To do: In the entries that follow, find the line containing "block tag arguments", then output exactly every line from the first through that one.

The input:
......
//! Expression and tag-argument grammar using chumsky

use std::sync::Arc;

use chumsky::input::{Stream, ValueInput};
use chumsky::prelude::*;

use crate::error::{ParseError, Span};
use crate::parser::args::{self, Token};
use crate::parser::ast::*;
use crate::parser::ParseOptions;
use crate::value::Value;

type Extra<'a> = extra::Err<Rich<'a, Token>>;

/// Arguments of a block tag: `"name" key=value ... /`
#[derive(Debug, Clone, PartialEq, Default)]
pub struct TagArgs {
    pub positional: Vec<Spanned<Expr>>,
    pub kwargs: Vec<Kwarg>,
    /// Trailing `/` marking a self-closing tag
    pub self_closing: bool,
}

/// Header of a `{% for %}` tag
#[derive(Debug, Clone, PartialEq)]
pub struct ForHeader {
    pub vars: Vec<String>,
    pub iterable: Spanned<Expr>,
    pub reversed: bool,
}

enum Arg {
    Positional(Spanned<Expr>),
    Keyword(Kwarg),
}

/// Parse a full expression (`{{ ... }}` contents or `{% if %}` condition)
pub fn parse_expr(src: &str, offset: usize, opts: ParseOptions) -> Result<Spanned<Expr>, ParseError> {
    let tokens = args::lex(src, offset)?;
    let eoi = offset + src.len();
    expr_entry(opts)
        .parse(token_stream(tokens, eoi))
        .into_result()
        .map_err(|errs| first_error(errs, offset..eoi))
}

/// Parse block tag arguments
pub fn parse_args(src: &str, offset: usize, opts: ParseOptions) -> Result<TagArgs, ParseError> {
    let tokens = args::lex(src, offset)?;
    let eoi = offset + src.len();
    args_parser(opts)
        .parse(token_stream(tokens, eoi))
        .into_result()
        .map_err(|errs| first_error(errs, offset..eoi))
}

/// Parse a `{% for %}` header
pub fn parse_for(src: &str, offset: usize, opts: ParseOptions) -> Result<ForHeader, ParseError> {
    let tokens = args::lex(src, offset)?;
    let eoi = offset + src.len();
    for_parser(opts)
        .parse(token_stream(tokens, eoi))
        .into_result()
        .map_err(|errs| first_error(errs, offset..eoi))
}

fn token_stream<'a>(
    tokens: Vec<(Token, Span)>,
    eoi: usize,
) -> impl ValueInput<'a, Token = Token, Span = SimpleSpan> {
    let token_iter = tokens.into_iter().map(|(tok, span)| (tok, span.into()));
    Stream::from_iter(token_iter).map((eoi..eoi).into(), |(t, s): (_, _)| (t, s))
}

fn first_error(errs: Vec<Rich<'_, Token>>, fallback: Span) -> ParseError {
    errs.into_iter()
        .next()
        .map(ParseError::from)
        .unwrap_or_else(|| ParseError::syntax(fallback, "invalid tag arguments"))
}

/// Helper to extract span range from chumsky's MapExtra
fn span_range(e: &impl chumsky::span::Span<Offset = usize>) -> Span {
    e.start()..e.end()
}

/// String literals containing template syntax compile to nested templates
fn string_expr<'a>(s: String, span: SimpleSpan, opts: ParseOptions) -> Result<Expr, Rich<'a, Token>> {
    if s.contains("{%") || s.contains("{{") {
        crate::parser::parse_with(&s, opts)
            .map(|template| Expr::Template(Arc::new(template)))
            .map_err(|err| Rich::custom(span, format!("in nested template: {}", err.message())))
    } else {
        Ok(Expr::Literal(Value::Str(s)))
    }
}

/// `atom ("|" filter (":" atom)?)*`, with `expr` used for parenthesised groups
fn filtered_atom<'a, I, P>(expr: P, opts: ParseOptions) -> impl Parser<'a, I, Expr, Extra<'a>> + Clone
where
    I: ValueInput<'a, Token = Token, Span = SimpleSpan>,
    P: Parser<'a, I, Expr, Extra<'a>> + Clone,
{
    let ident = select! { Token::Ident(s) => s };

    let literal = select! {
        Token::Int(n) => Value::Int(n),
        Token::Float(f) => Value::Float(f),
        Token::True => Value::Bool(true),
        Token::False => Value::Bool(false),
        Token::NoneLit => Value::None,
    }
    .map(Expr::Literal);

    let string = select! { Token::Str(s) => s }
        .try_map(move |s, span: SimpleSpan| string_expr(s, span, opts));

    let segment = choice((
        ident.clone().map(PathSegment::Key),
        select! { Token::Int(n) if n >= 0 => PathSegment::Index(n as usize) },
    ));

    // Variable path: user.name, items.0
    let path = ident
        .clone()
        .then(
            just(Token::Dot)
                .ignore_then(segment)
                .repeated()
                .collect::<Vec<_>>(),
        )
        .map(|(root, segments)| Expr::Path { root, segments });

    let atom = choice((
        literal,
        string,
        path,
        expr.delimited_by(just(Token::ParenOpen), just(Token::ParenClose)),
    ));

    let filter = just(Token::Pipe)
        .ignore_then(ident)
        .then(just(Token::Colon).ignore_then(atom.clone()).or_not())
        .try_map(|(name, arg), span| match Filter::from_name(&name) {
            Some(filter) => Ok((filter, arg)),
            None => Err(Rich::custom(span, format!("unknown filter '{}'", name))),
        });

    atom.then(filter.repeated().collect::<Vec<_>>())
        .map(|(base, filters)| {
            filters.into_iter().fold(base, |input, (filter, arg)| Expr::Filter {
                input: Box::new(input),
                filter,
                arg: arg.map(Box::new),
            })
        })
}

fn expr_parser<'a, I>(opts: ParseOptions) -> impl Parser<'a, I, Expr, Extra<'a>> + Clone
where
    I: ValueInput<'a, Token = Token, Span = SimpleSpan>,
{
    recursive(move |expr| {
        let filtered = filtered_atom(expr, opts).boxed();

        let op = choice((
            just(Token::Eq).to(CmpOp::Eq),
            just(Token::Ne).to(CmpOp::Ne),
            just(Token::Le).to(CmpOp::Le),
            just(Token::Ge).to(CmpOp::Ge),
            just(Token::Lt).to(CmpOp::Lt),
            just(Token::Gt).to(CmpOp::Gt),
            just(Token::In).to(CmpOp::In),
            just(Token::Not).then(just(Token::In)).to(CmpOp::NotIn),
        ));

        let cmp = filtered
            .clone()
            .then(op.then(filtered).or_not())
            .map(|(left, rhs)| match rhs {
                Some((op, right)) => Expr::Compare {
                    op,
                    left: Box::new(left),
                    right: Box::new(right),
                },
                None => left,
            });

        let not = just(Token::Not)
            .repeated()
            .collect::<Vec<_>>()
            .then(cmp)
            .map(|(nots, inner)| {
                nots.iter()
                    .fold(inner, |acc, _| Expr::Not(Box::new(acc)))
            })
            .boxed();

        let and = not
            .clone()
            .then(
                just(Token::And)
                    .ignore_then(not)
                    .repeated()
                    .collect::<Vec<_>>(),
            )
            .map(|(first, rest)| {
                rest.into_iter()
                    .fold(first, |l, r| Expr::And(Box::new(l), Box::new(r)))
            })
            .boxed();

        and.clone()
            .then(
                just(Token::Or)
                    .ignore_then(and)
                    .repeated()
                    .collect::<Vec<_>>(),
            )
            .map(|(first, rest)| {
                rest.into_iter()
                    .fold(first, |l, r| Expr::Or(Box::new(l), Box::new(r)))
            })
            .boxed()
    })
}

fn expr_entry<'a, I>(opts: ParseOptions) -> impl Parser<'a, I, Spanned<Expr>, Extra<'a>> + Clone
where
    I: ValueInput<'a, Token = Token, Span = SimpleSpan>,
{
    expr_parser(opts)
        .map_with(|expr, e| Spanned::new(expr, span_range(&e.span())))
        .then_ignore(end())
}

fn args_parser<'a, I>(opts: ParseOptions) -> impl Parser<'a, I, TagArgs, Extra<'a>> + Clone
where
    I: ValueInput<'a, Token = Token, Span = SimpleSpan>,
{
    let value = filtered_atom(expr_parser(opts), opts)
        .map_with(|expr, e| Spanned::new(expr, span_range(&e.span())));

    let name = select! { Token::Ident(s) => s }
        .map_with(|s, e| Spanned::new(s, span_range(&e.span())));

    let kwarg = name
        .then_ignore(just(Token::Assign))
        .then(value.clone())
        .map(|(name, value)| Arg::Keyword(Kwarg { name, value }));

    choice((kwarg, value.map(Arg::Positional)))
        .repeated()
        .collect::<Vec<_>>()
        .then(just(Token::Slash).or_not())
        .then_ignore(end())
        .map(|(items, slash)| {
            let mut args = TagArgs {
                self_closing: slash.is_some(),
                ..TagArgs::default()
            };
            for item in items {
                match item {
                    Arg::Positional(expr) => args.positional.push(expr),
                    Arg::Keyword(kwarg) => args.kwargs.push(kwarg),
                }
            }
            args
        })
}

fn for_parser<'a, I>(opts: ParseOptions) -> impl Parser<'a, I, ForHeader, Extra<'a>> + Clone
where
    I: ValueInput<'a, Token = Token, Span = SimpleSpan>,
{
    let var = select! { Token::Ident(s) => s };
    let reversed = select! { Token::Ident(s) if s == "reversed" => () };

    var.separated_by(just(Token::Comma))
        .at_least(1)
        .collect::<Vec<_>>()
        .then_ignore(just(Token::In))
        .then(
            filtered_atom(expr_parser(opts), opts)
                .map_with(|expr, e| Spanned::new(expr, span_range(&e.span()))),
        )
        .then(reversed.or_not())
        .then_ignore(end())
        .map(|((vars, iterable), reversed)| ForHeader {
            vars,
            iterable,
            reversed: reversed.is_some(),
        })
}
......
Solution:
//! Expression and tag-argument grammar using chumsky

use std::sync::Arc;

use chumsky::input::{Stream, ValueInput};
use chumsky::prelude::*;

use crate::error::{ParseError, Span};
use crate::parser::args::{self, Token};
use crate::parser::ast::*;
use crate::parser::ParseOptions;
use crate::value::Value;

type Extra<'a> = extra::Err<Rich<'a, Token>>;

/// Arguments of a block tag: `"name" key=value ... /`
#[derive(Debug, Clone, PartialEq, Default)]
pub struct TagArgs {
    pub positional: Vec<Spanned<Expr>>,
    pub kwargs: Vec<Kwarg>,
    /// Trailing `/` marking a self-closing tag
    pub self_closing: bool,
}

/// Header of a `{% for %}` tag
#[derive(Debug, Clone, PartialEq)]
pub struct ForHeader {
    pub vars: Vec<String>,
    pub iterable: Spanned<Expr>,
    pub reversed: bool,
}

enum Arg {
    Positional(Spanned<Expr>),
    Keyword(Kwarg),
}

/// Parse a full expression (`{{ ... }}` contents or `{% if %}` condition)
pub fn parse_expr(src: &str, offset: usize, opts: ParseOptions) -> Result<Spanned<Expr>, ParseError> {
    let tokens = args::lex(src, offset)?;
    let eoi = offset + src.len();
    expr_entry(opts)
        .parse(token_stream(tokens, eoi))
        .into_result()
        .map_err(|errs| first_error(errs, offset..eoi))
}

/// Parse block tag arguments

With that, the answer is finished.